CITADO EM ESCUTAS SUSPEITAS, DEPUTADO É CHAMADO A DEPOR NO GAECO

Campo Grande/MS

Cabo Almi durante a sessão de terça-feira (1º) na Assembleia Legislativa (Victor Chileno - ALMS)
Cabo Almi durante a sessão de terça-feira (1º) na Assembleia Legislativa (Victor Chileno – ALMS)

O deputado estadual Cabo Almi (PT) foi convocado a depor ao Gaeco (Grupo de Atuação Especial de Combate ao Crime Organizado), na tarde desta quarta-feira (2), em inquérito sobre esquema de compra de votos de vereadores para cassar o prefeito de Campo Grande, Alcides Bernal (PP). O parlamentar teria sido citado por envolvidos no caso, conforme escutas telefônicas interceptadas pela polícia.

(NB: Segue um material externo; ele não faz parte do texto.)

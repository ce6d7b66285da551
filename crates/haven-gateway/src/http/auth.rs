//! Credential exchange and verification — POST /api/auth/login, /api/auth/verify.
//!
//! Login forwards the resource-owner credentials to the identity provider's
//! token endpoint and mirrors the issued tokens back, together with the
//! locally resolved principal. The gateway never stores passwords.

use std::sync::Arc;

use axum::{extract::State, http::HeaderMap, Extension, Json};
use serde::{Deserialize, Serialize};
use serde_json::json;
use tracing::warn;

use haven_core::error::GatewayError;
use haven_core::types::RequestId;

use crate::app::AppState;
use crate::error::ApiError;
use crate::middleware::extract_bearer;

#[derive(Deserialize)]
pub struct LoginRequest {
    pub username: String,
    pub password: String,
}

#[derive(Serialize)]
pub struct LoginResponse {
    pub access_token: String,
    pub token_type: String,
    pub expires_in: u64,
    #[serde(skip_serializing_if = "Option::is_none")]
    pub refresh_token: Option<String>,
    pub user: serde_json::Value,
}

#[derive(Deserialize)]
struct IdpTokenResponse {
    access_token: String,
    #[serde(default)]
    expires_in: u64,
    #[serde(default)]
    refresh_token: Option<String>,
}

pub async fn login_handler(
    State(state): State<Arc<AppState>>,
    Extension(request_id): Extension<RequestId>,
    Json(req): Json<LoginRequest>,
) -> Result<Json<LoginResponse>, ApiError> {
    let fail = |e: GatewayError| ApiError::new(e, &request_id);

    let token_url = state.config.jwt.token_url.as_deref().ok_or_else(|| {
        fail(GatewayError::configuration(
            "AUTH_EXCHANGE_DISABLED",
            "jwt.token_url is not configured",
        ))
    })?;

    let form = [
        ("grant_type", "password"),
        ("client_id", state.config.jwt.client_id.as_str()),
        ("username", req.username.as_str()),
        ("password", req.password.as_str()),
    ];

    let resp = state
        .idp_client
        .post(token_url)
        .form(&form)
        .send()
        .await
        .map_err(|e| fail(GatewayError::unavailable("IDP_UNREACHABLE", e.to_string())))?;

    if resp.status().as_u16() == 401 || resp.status().as_u16() == 400 {
        return Err(fail(GatewayError::auth(
            "INVALID_CREDENTIAL",
            "username or password rejected by the identity provider",
        )));
    }
    if !resp.status().is_success() {
        let status = resp.status().as_u16();
        warn!(status, "identity provider token endpoint error");
        return Err(fail(GatewayError::unavailable(
            "IDP_UNREACHABLE",
            format!("identity provider returned {}", status),
        )));
    }

    let tokens: IdpTokenResponse = resp
        .json()
        .await
        .map_err(|e| fail(GatewayError::unavailable("IDP_UNREACHABLE", e.to_string())))?;

    // Verify what the issuer handed us and provision the principal now so
    // the first authenticated request doesn't pay for it.
    let claims = state
        .verifier
        .verify(&tokens.access_token)
        .await
        .map_err(|e| fail(e.into()))?;
    let principal = state
        .principals
        .resolve(&claims)
        .map_err(|e| fail(e.into()))?;

    Ok(Json(LoginResponse {
        access_token: tokens.access_token,
        token_type: "Bearer".to_string(),
        expires_in: tokens.expires_in,
        refresh_token: tokens.refresh_token,
        user: json!(principal),
    }))
}

/// POST /api/auth/verify — reports credential validity without failing the
/// request, which is why this route sits on the auth bypass list.
pub async fn verify_handler(
    State(state): State<Arc<AppState>>,
    headers: HeaderMap,
) -> Json<serde_json::Value> {
    let Some(token) = extract_bearer(&headers) else {
        return Json(json!({ "valid": false }));
    };

    match state.verifier.verify(token).await {
        Ok(claims) => match state.principals.resolve(&claims) {
            Ok(principal) if principal.active => {
                Json(json!({ "valid": true, "user": principal }))
            }
            _ => Json(json!({ "valid": false })),
        },
        Err(_) => Json(json!({ "valid": false })),
    }
}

“Não sei o que vão perguntar, também estou curioso. Mas vou responder tudo, porque não devo nada”, disse o parlamentar, que confirmou a convocação. Até a próxima sexta-feira (4), pelo menos sete pessoas devem ser ouvidas pelo Gaeco, ainda dentro da Operação Coffee Break, que apura se houve corrupção por parte de vereadores no ato de cassar o prefeito.

Conforme consta nas investigações, no dia 11 de março de 2014, às vésperas da cassação de Bernal, o deputado é citado em uma ligação entre Fábio Portela e João Baird, sugerindo que o petista poderia interferir – supostamente mediante pagamento de propina – no voto de um dos vereadores do partido.

Segundo Almi, esta hipótese é equivocada. Ele é padrinho político do vereador Ayrton Araújo, mas nega interferência na atuação parlamentar do correligionário: “ele tem liberdade sobre o que vai ou não votar, não interferi em nada”, diz o deputado.

A Operação Coffee Break já resultou no afastamento de Gilmar Olarte (PP) do cargo de prefeito, e de Mario Cesar (PMDB) da presidência da Câmara Municipal, na véspera do aniversário de Campo Grande. Ao todo, nove vereadores, um ex-vereador e três empresários também foram ouvidos pelo Gaeco no dia 25 de agosto, além de 17 celulares terem sido apreendidos.

O coordenador do Gaeco, promotor Marcos Alex Vera, disse nesta manhã que Almi será ouvido na condição de testemunha. Todos os citados nas escutas telefônicas serão convocados nestas condições, segundo ele. Fonte Midiamax.